Sunday, August 1, 2010

Muzak To Make You Mirthful (Mini-CD reviews) by Alison Ross

The Selmanaires - Tempo Temporal

The third offering from Atlanta's The Selmanaires, the band that eludes categorization even as it evokes all manner of comparisons, marks an intriguing departure for the quartet. On the first two efforts, Here Come the Selmanaires and The Air Salesmen, the band relied on layered, but otherwise fairly straightforward, sonic ventures. But this time around, The Selmanaires have daringly delved into experimental terrain, molding their psychedelic disco beats into altogether spacier sounds. The songs here are of a definite "temporal tempo," in the sense that they defy time and yet define it as well. The tribal sensibilities are still present, but not omnipresent, as on the last album, making way for more soothing moods. It's loungey-dancey-trancey-hypnotic stuff, replete with mesmerizing harmonies and Zenful lyrics. It's exciting to witness the evolution of one of Atlanta's most underrated bands, and newer tunes indicate that things are only going to get trippier: An Animated Shadow

Gorillaz - Demon Days

Gorillaz is the brilliant brainchild of former Blur frontman, Daniel Albarn.
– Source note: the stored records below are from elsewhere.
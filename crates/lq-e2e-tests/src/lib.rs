//! End-to-end tests for LeadQual live under `tests/`.
//! AI buying-intent oracle.
//!
//! Wraps a [`TextGenerator`] with the classification contract: build the
//! prompt, call the model once, parse the reply. Transport failures and
//! malformed replies never escape; they degrade into a fallback
//! [`AiOutcome`].

pub mod parse;
pub mod prompt;

use std::sync::Arc;

use async_trait::async_trait;

use lq_protocol::{AiOutcome, LeadRecord, ProductProfile};

use crate::error::ScoringError;
use crate::llm::TextGenerator;

pub use parse::Verdict;
pub use prompt::build_prompt;

/// Trait for engines that classify a lead's buying intent.
#[async_trait]
pub trait IntentOracle: Send + Sync {
    /// Classify one lead against the product profile.
    ///
    /// Implementations absorb transport and parse failures into a fallback
    /// outcome. An `Err` means the oracle itself is broken; the scorer turns
    /// it into a terminal fallback result.
    async fn assess(
        &self,
        lead: &LeadRecord,
        profile: &ProductProfile,
    ) -> Result<AiOutcome, ScoringError>;

    /// Name of this oracle (for logging).
    fn name(&self) -> &str;
}

/// Oracle backed by an LLM text-generation backend.
pub struct LlmOracle {
    generator: Arc<dyn TextGenerator>,
}

impl LlmOracle {
    pub fn new(generator: Arc<dyn TextGenerator>) -> Self {
        Self { generator }
    }

    /// Call the model once and interpret the reply.
    pub async fn verdict(&self, lead: &LeadRecord, profile: &ProductProfile) -> Verdict {
        let prompt = build_prompt(lead, profile);
        match self.generator.generate(&prompt).await {
            Ok(reply) => Verdict::from_reply(&reply),
            Err(e) => {
                tracing::warn!(
                    error = %e,
                    backend = self.generator.backend_name(),
                    lead = %lead.name,
                    "ai request failed"
                );
                Verdict::Unavailable
            }
        }
    }
}

#[async_trait]
impl IntentOracle for LlmOracle {
    async fn assess(
        &self,
        lead: &LeadRecord,
        profile: &ProductProfile,
    ) -> Result<AiOutcome, ScoringError> {
        let outcome = self.verdict(lead, profile).await.into_outcome();
        tracing::debug!(
            lead = %lead.name,
            intent = %outcome.intent,
            source = ?outcome.source,
            "ai assessed lead"
        );
        Ok(outcome)
    }

    fn name(&self) -> &str {
        self.generator.backend_name()
    }
}
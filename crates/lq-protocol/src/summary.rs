use serde::{Deserialize, Serialize};

use crate::scoring::{IntentLabel, ScoringResult};

/// Aggregate view of a finished scoring run.
#[derive(Debug, Clone, Copy, Default, PartialEq, Eq, Serialize, Deserialize)]
pub struct BatchSummary {
    pub total_leads: usize,
    pub high_intent: usize,
    pub medium_intent: usize,
    pub low_intent: usize,
    /// Mean final score, rounded half-up. Zero for an empty run.
    pub average_score: u8,
}

impl BatchSummary {
    pub fn from_results<'a>(results: impl IntoIterator<Item = &'a ScoringResult>) -> Self {
        let mut summary = Self::default();
        let mut total_score: u64 = 0;

        for result in results {
            summary.total_leads += 1;
            total_score += u64::from(result.final_score);
            match result.intent {
                IntentLabel::High => summary.high_intent += 1,
                IntentLabel::Medium => summary.medium_intent += 1,
                IntentLabel::Low => summary.low_intent += 1,
            }
        }

        if summary.total_leads > 0 {
            let n = summary.total_leads as u64;
            // Integer half-up rounding; the mean of 0..=100 values fits in u8.
            summary.average_score = ((total_score * 2 + n) / (n * 2)) as u8;
        }

        summary
    }
}
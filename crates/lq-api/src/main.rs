//! LeadQual API: lead scoring REST server.
//!
//! Stores one product offer and one uploaded lead list in memory, scores the
//! leads on request (rules plus an LLM verdict) and serves the results as
//! JSON or CSV.

use std::sync::Arc;

use tokio::net::TcpListener;
use tracing_subscriber::EnvFilter;

use lq_api::config::ApiConfig;
use lq_api::routes::build_router;
use lq_api::state::AppState;
use lq_scoring::llm::build_generator;
use lq_scoring::{LlmConfig, LlmOracle};

#[tokio::main]
async fn main() -> anyhow::Result<()> {
    // A missing .env file is fine; real env vars still apply.
    let dotenv = dotenvy::dotenv();

    tracing_subscriber::fmt()
        .with_env_filter(EnvFilter::from_default_env())
        .json()
        .init();

    if let Ok(path) = &dotenv {
        tracing::debug!(path = %path.display(), "loaded .env");
    }
    tracing::info!(version = env!("CARGO_PKG_VERSION"), "lq-api starting");

    let config = ApiConfig::from_env()?;
    let llm_config = LlmConfig::from_env()?;

    // Gemini without an API key fails here, before the listener binds.
    let generator = build_generator(&llm_config)?;
    let oracle = Arc::new(LlmOracle::new(generator));
    let state = AppState::from_config(&config, oracle);

    let app = build_router(state);

    let addr = config.bind_addr();
    let listener = TcpListener::bind(&addr).await?;
    tracing::info!(
        addr = %addr,
        pacing_ms = config.scoring_pacing_ms,
        "listening"
    );

    axum::serve(listener, app).await?;

    Ok(())
}
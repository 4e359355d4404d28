//! Scoring engine error types.

use thiserror::Error;

/// Errors from an LLM text-generation backend.
#[derive(Debug, Error)]
pub enum LlmError {
    /// Required credential absent at client construction. Fatal at startup.
    #[error("missing API key: set {0}")]
    MissingApiKey(&'static str),

    #[error("invalid LLM configuration: {0}")]
    InvalidConfig(String),

    #[error("failed to build HTTP client: {0}")]
    Client(String),

    #[error("LLM request failed: {0}")]
    Http(#[from] reqwest::Error),

    #[error("LLM returned status {status}: {body}")]
    Status { status: u16, body: String },

    #[error("LLM returned no text")]
    EmptyResponse,
}

impl LlmError {
    /// Configuration problems are surfaced; everything else is absorbed by the oracle.
    pub fn is_configuration(&self) -> bool {
        matches!(
            self,
            LlmError::MissingApiKey(_) | LlmError::InvalidConfig(_) | LlmError::Client(_)
        )
    }
}

/// An intent oracle broke its contract while scoring a single lead.
#[derive(Debug, Error)]
pub enum ScoringError {
    #[error("intent oracle failed: {0}")]
    Oracle(String),
}

#[cfg(test)]
mod tests {
    use super::*;

    #[test]
    fn missing_key_names_the_variable() {
        let err = LlmError::MissingApiKey("GEMINI_API_KEY");
        assert!(err.to_string().contains("GEMINI_API_KEY"));
        assert!(err.is_configuration());
    }

    #[test]
    fn transport_errors_are_not_configuration() {
        assert!(!LlmError::EmptyResponse.is_configuration());
        let err = LlmError::Status {
            status: 503,
            body: "overloaded".into(),
        };
        assert!(!err.is_configuration());
        assert!(err.to_string().contains("503"));
    }
}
Gorillaz are all over the musical map and indeed vigorously revel in acrobatic genre-bending. There's punk, there's funk, there's rock, there's rap... and genres not only alternate for each song, but they often fluidly meld together during songs, giving Demon Days a flamboyant flair. And yet for all the erratic style-switching, the songs on Demon Days manage to adhere together - perhaps, paradoxically, the genre-bending is what gives the album a more seamless sense. There is a real adventurous sensuality in Demon Days, and some of songs are lyrically enticing, as well, although other lyrics are just downright obtuse. And, of course, some of the rap falls flat. Maybe, too, the album is one or two songs too long. But mostly Demon Days succeeds for its aggressively innovative artistry, and for pushing musical boundaries far beyond expectations. Their previous album and current album stalk much the same territory; I have heard the former and prefer Demon Days, but I have not yet heard the latter, Plastic Beach.

Black Angels - Directions to See a Ghost

Austin's Black Angels proffer a muddy mixture of hazy psychedelic rock and languorous blues. The group has been assailed by some critics as being too monotonously droning, but that is actually what I LIKE about their album, Directions to See a Ghost. Don't get me wrong - I am not into solipsistic soporific music. I like music to be agonizingly authentic and contain emotionally empathetic elements. And I do believe that the Black Angels evince those qualities in abundance. It's true that this album does not exactly vary much in tone or style, but for me that's not the point. The point in my view is to serve up tunes that writhe and seethe with voluptuous abandon. Sure, some of the songs may be overreaching length-wise (16 minutes for "Snake in the Grass" is a bit pretentiously epic), and certainly the insistently mercurial mood can be rather psychically draining. And, comparisons to the Doors are called up too frequently for comfort, even as the Black Angels have clearly carved a more morose path than Morrison did. But the narcotic effect of the music is what lingers here. These songs are tight and textured and transcendent. If you listen to them enough, and immerse yourself in their woozy world, you may well have spectral hallucinations, as the title suggests.